Step one: you start with zero followers/points
Step two: get more followers/points
Step three: be popular/get a high score
But what if there were ways to shape your audience?
“I want ten followers”
What if when you joined Medium with zero subscribers you had a way to get ten people following you after your first post? These would be kind people interested in being exposed to brand new authors on the platform, not a whole lot different from people going to open mic nights to spot new talent.
Medium would need to add settings to fine-tune the feature, of course. I do want to see new authors, but maybe only one a day.
“I want to strengthen my followers”
Let’s say I have 100 followers, but my posts are only getting one or two claps. That can feel like I’m disappointing 99% of my audience, but what’s more likely is 99% of my audience has gone inactive. No worries, it happens!
It would be interesting to “strengthen” my followers by removing followers that are inactive. Maybe my 100 followers gets cut back to 13, but if those 13 are genuinely interested in what I’m writing, that could be helpful.
Those other 87 people wouldn’t be fully unsubscribed without their consent. They’d go into a grey area where they could be prompted to cull their own following list, which would make their own experience better.
“I don’t know what to do with my 13,000 followers”
This is a more specialised use case. I could do the “strengthen” trick and knock this number down to 2000 followers. But even that might be overwhelming. Sometimes knowing that people are reading your words can cause a bit of writer’s block.

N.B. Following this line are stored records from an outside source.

use std::path::PathBuf;

const APP_DIR: &str = "llmlink";

/// Returns the per-platform configuration directory for llmlink.
///
/// `$LLMLINK_CONFIG_DIR` wins everywhere. Otherwise:
/// Windows `%LOCALAPPDATA%\llmlink`, macOS `~/Library/Application Support/llmlink`,
/// other Unix `$XDG_CONFIG_HOME/llmlink` or `~/.config/llmlink`.
pub fn config_dir() -> PathBuf {
    if let Ok(dir) = std::env::var("LLMLINK_CONFIG_DIR") {
        return PathBuf::from(dir);
    }
    platform_config_dir()
}

#[cfg(windows)]
fn platform_config_dir() -> PathBuf {
    if let Ok(local) = std::env::var("LOCALAPPDATA") {
        return PathBuf::from(local).join(APP_DIR);
    }
    std::env::temp_dir().join(APP_DIR)
}

#[cfg(target_os = "macos")]
fn platform_config_dir() -> PathBuf {
    if let Ok(home) = std::env::var("HOME") {
        return PathBuf::from(home)
            .join("Library")
            .join("Application Support")
            .join(APP_DIR);
    }
    std::env::temp_dir().join(APP_DIR)
}

#[cfg(all(not(windows), not(target_os = "macos")))]
fn platform_config_dir() -> PathBuf {
    if let Ok(config_dir) = std::env::var("XDG_CONFIG_HOME") {
        PathBuf::from(config_dir).join(APP_DIR)
    } else if let Ok(home) = std::env::var("HOME") {
        PathBuf::from(home).join(".config").join(APP_DIR)
    } else {
        std::env::temp_dir().join(APP_DIR)
    }
}

/// Returns the broker configuration document path.
pub fn config_path() -> PathBuf {
    config_dir().join("broker.json")
}

/// Returns the discovery file path for a listener role (`<role>_port`).
pub fn port_file_path(role: &str) -> PathBuf {
    config_dir().join(format!("{role}_port"))
}
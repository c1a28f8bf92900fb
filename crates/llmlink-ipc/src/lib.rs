//! IPC transport for llmlink: a TCP [`IpcListener`] that tracks peers and
//! answers pings, and an [`IpcConnector`] that correlates requests with
//! responses, sends heartbeats, and reconnects with linear backoff.

pub mod connector;
pub mod error;
mod framing;
pub mod listener;

pub use connector::{ConnectionState, ConnectorConfig, IpcConnector, PortSource, SendOptions};
pub use error::{IpcError, Result};
pub use listener::{InboundEnvelope, IpcListener};
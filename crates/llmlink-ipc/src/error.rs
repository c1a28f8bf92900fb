use std::time::Duration;

use llmlink_protocol::EnvelopeError;
use thiserror::Error;

pub type Result<T> = std::result::Result<T, IpcError>;

#[derive(Debug, Error)]
pub enum IpcError {
    #[error("failed to bind {addr}: {source}")]
    Bind {
        addr: String,
        #[source]
        source: std::io::Error,
    },

    #[error("failed to connect to {addr}: {message}")]
    Connect { addr: String, message: String },

    #[error("listener already running on port {port}")]
    AlreadyRunning { port: u16 },

    #[error("not connected")]
    NotConnected,

    #[error("no response to {id} within {}ms", timeout.as_millis())]
    Timeout { id: String, timeout: Duration },

    #[error("connection dropped before {id} was answered")]
    Disconnected { id: String },

    #[error(transparent)]
    Envelope(#[from] EnvelopeError),

    #[error("socket error: {0}")]
    Io(#[from] std::io::Error),
}

impl IpcError {
    /// Errors that the reconnect machinery recovers from on its own.
    pub fn is_transient(&self) -> bool {
        matches!(
            self,
            Self::Connect { .. } | Self::NotConnected | Self::Disconnected { .. } | Self::Io(_)
        )
    }
}
use futures_util::StreamExt;
use llmlink_broker::{ConnectionBroker, EndpointKind};
use llmlink_ipc::{InboundEnvelope, IpcListener};
use llmlink_protocol::payload::{
    ServiceStatusPayload, StreamCompletePayload, StreamErrorPayload, StreamRequestPayload,
    StreamResponsePayload,
};
use llmlink_protocol::{Body, Envelope, MessageType};
use tokio::sync::broadcast::error::RecvError;
use tokio_util::sync::CancellationToken;

/// Request types the dispatcher answers with a typed response, so the
/// listener must not ack them as well.
pub const TYPED_REPLIES: [MessageType; 2] = [MessageType::HealthCheck, MessageType::StreamRequest];

/// Routes envelopes from IPC peers to the broker and answers them.
#[derive(Clone)]
pub struct Dispatcher {
    broker: ConnectionBroker,
    listener: IpcListener,
    shutdown: CancellationToken,
}

impl Dispatcher {
    /// `shutdown` is cancelled when a peer asks the application to quit.
    pub fn new(broker: ConnectionBroker, listener: IpcListener, shutdown: CancellationToken) -> Self {
        Self {
            broker,
            listener,
            shutdown,
        }
    }

    /// Consume inbound envelopes until shutdown.
    pub async fn run(self) {
        let mut inbound = self.listener.subscribe();
        loop {
            let next = tokio::select! {
                _ = self.shutdown.cancelled() => break,
                next = inbound.recv() => next,
            };
            match next {
                Ok(message) => self.handle(message).await,
                Err(RecvError::Lagged(n)) => {
                    tracing::warn!(skipped = n, "dispatcher lagged, inbound envelopes dropped");
                }
                Err(RecvError::Closed) => break,
            }
        }
        tracing::debug!("dispatcher exited");
    }

    pub async fn handle(&self, message: InboundEnvelope) {
        let InboundEnvelope { peer_id, envelope } = message;
        let body = match envelope.body() {
            Ok(body) => body,
            Err(e) => {
                tracing::warn!(peer = %peer_id, err = %e, "dropping envelope with invalid payload");
                return;
            }
        };

        match body {
            // Pings were already answered by the listener.
            Body::Ping | Body::Pong(_) | Body::Ack(_) | Body::Welcome(_) => {}
            Body::AuthStatus(auth) => {
                let token = auth.token.filter(|_| auth.authenticated);
                self.broker.update_auth_token(token);
            }
            Body::HealthCheck => {
                let payload = Body::ServiceStatus(service_status(&self.broker)).into_payload();
                let reply = envelope.create_response(MessageType::ServiceStatus, payload, false);
                self.listener.send_to(&peer_id, &reply).await;
            }
            Body::StreamRequest(request) => {
                let this = self.clone();
                tokio::spawn(async move {
                    this.stream_reply(peer_id, envelope, request).await;
                });
            }
            Body::ShowWindow | Body::HideWindow | Body::ToggleWindow | Body::OpenSettings => {
                self.relay(&peer_id, &envelope).await;
            }
            Body::QuitApplication => {
                self.relay(&peer_id, &envelope).await;
                tracing::info!(peer = %peer_id, "quit requested over IPC");
                self.shutdown.cancel();
            }
            Body::Error(error) => {
                tracing::warn!(peer = %peer_id, message = %error.message, "peer reported an error");
            }
            Body::StreamResponse(_)
            | Body::StreamComplete(_)
            | Body::StreamError(_)
            | Body::ServiceStatus(_) => {
                tracing::debug!(peer = %peer_id, kind = %envelope.kind(), "ignoring broker-bound reply");
            }
            Body::Other { kind, .. } => {
                tracing::warn!(peer = %peer_id, kind = %kind, "dropping envelope of unknown type");
            }
        }
    }

    /// Forward a window command to every other peer.
    async fn relay(&self, from: &str, envelope: &Envelope) {
        let mut delivered = 0;
        for peer in self.listener.peer_ids() {
            if peer == from {
                continue;
            }
            let forwarded = envelope.clone().with_target(peer.clone());
            if self.listener.send_to(&peer, &forwarded).await {
                delivered += 1;
            }
        }
        tracing::debug!(kind = %envelope.kind(), delivered, "relayed window command");
    }

    async fn stream_reply(&self, peer_id: String, request: Envelope, payload: StreamRequestPayload) {
        let original_id = request.id().to_string();
        let reply = |body: Body| {
            Envelope::from_body(body)
                .with_source(self.listener.server_id())
                .with_target(peer_id.clone())
        };
        let fail = |message: String| {
            reply(Body::StreamError(StreamErrorPayload {
                original_id: original_id.clone(),
                message,
            }))
        };

        let preferred = match payload.endpoint.as_deref().map(str::parse::<EndpointKind>) {
            None => None,
            Some(Ok(kind)) => Some(kind),
            Some(Err(message)) => {
                self.listener.send_to(&peer_id, &fail(message)).await;
                return;
            }
        };

        let mut stream = match self
            .broker
            .stream_chat(&payload.model, payload.messages.as_slice(), preferred)
        {
            Ok(stream) => stream,
            Err(e) => {
                tracing::debug!(peer = %peer_id, err = %e, "stream request rejected");
                self.listener.send_to(&peer_id, &fail(e.to_string())).await;
                return;
            }
        };

        let mut chunks = 0u64;
        while let Some(item) = stream.next().await {
            let envelope = match item {
                Ok(chunk) => {
                    chunks += 1;
                    reply(Body::StreamResponse(StreamResponsePayload {
                        original_id: original_id.clone(),
                        chunk,
                    }))
                }
                Err(e) => {
                    tracing::warn!(peer = %peer_id, err = %e, "chat stream failed");
                    self.listener.send_to(&peer_id, &fail(e.to_string())).await;
                    return;
                }
            };
            if !self.listener.send_to(&peer_id, &envelope).await {
                tracing::debug!(peer = %peer_id, "peer left mid-stream");
                return;
            }
        }

        let complete = reply(Body::StreamComplete(StreamCompletePayload {
            original_id,
            chunks,
        }));
        self.listener.send_to(&peer_id, &complete).await;
    }
}

/// Current broker state as a `service_status` payload.
pub fn service_status(broker: &ConnectionBroker) -> ServiceStatusPayload {
    let status = broker.status();
    ServiceStatusPayload {
        status: status.status.to_string(),
        preferred: status.preferred.map(|kind| kind.to_string()),
        connections: serde_json::to_value(&status.endpoints).unwrap_or_default(),
        original_id: None,
    }
}

/// Broadcast a `service_status` to every peer whenever an endpoint changes.
pub async fn push_status(broker: ConnectionBroker, listener: IpcListener, shutdown: CancellationToken) {
    let mut events = broker.subscribe();
    loop {
        let next = tokio::select! {
            _ = shutdown.cancelled() => break,
            next = events.recv() => next,
        };
        match next {
            Ok(_) | Err(RecvError::Lagged(_)) => {
                let envelope = Envelope::from_body(Body::ServiceStatus(service_status(&broker)))
                    .with_source(listener.server_id());
                let delivered = listener.broadcast(&envelope).await;
                tracing::debug!(peers = delivered, "pushed service status");
            }
            Err(RecvError::Closed) => break,
        }
    }
}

Maybe there could be a way to go into focused mode, where you don’t see new followers come in, you don’t see your total audience size, and responses are turned off by default? That would allow writers to stay in writing mode instead of a trip to Medium feeling like an administrative task.
An assumptions audit
It’s easy to assume everything is supposed to be the way it was originally designed. Of course video games have a score … but do they need one? Of course Medium has followers, like all social media … but do we need them? And even if we do, do they all have to be counted the same, like a video game? All software is designed from a set of assumptions, but assumptions can change. It’s really fun seeing where those challenges take you.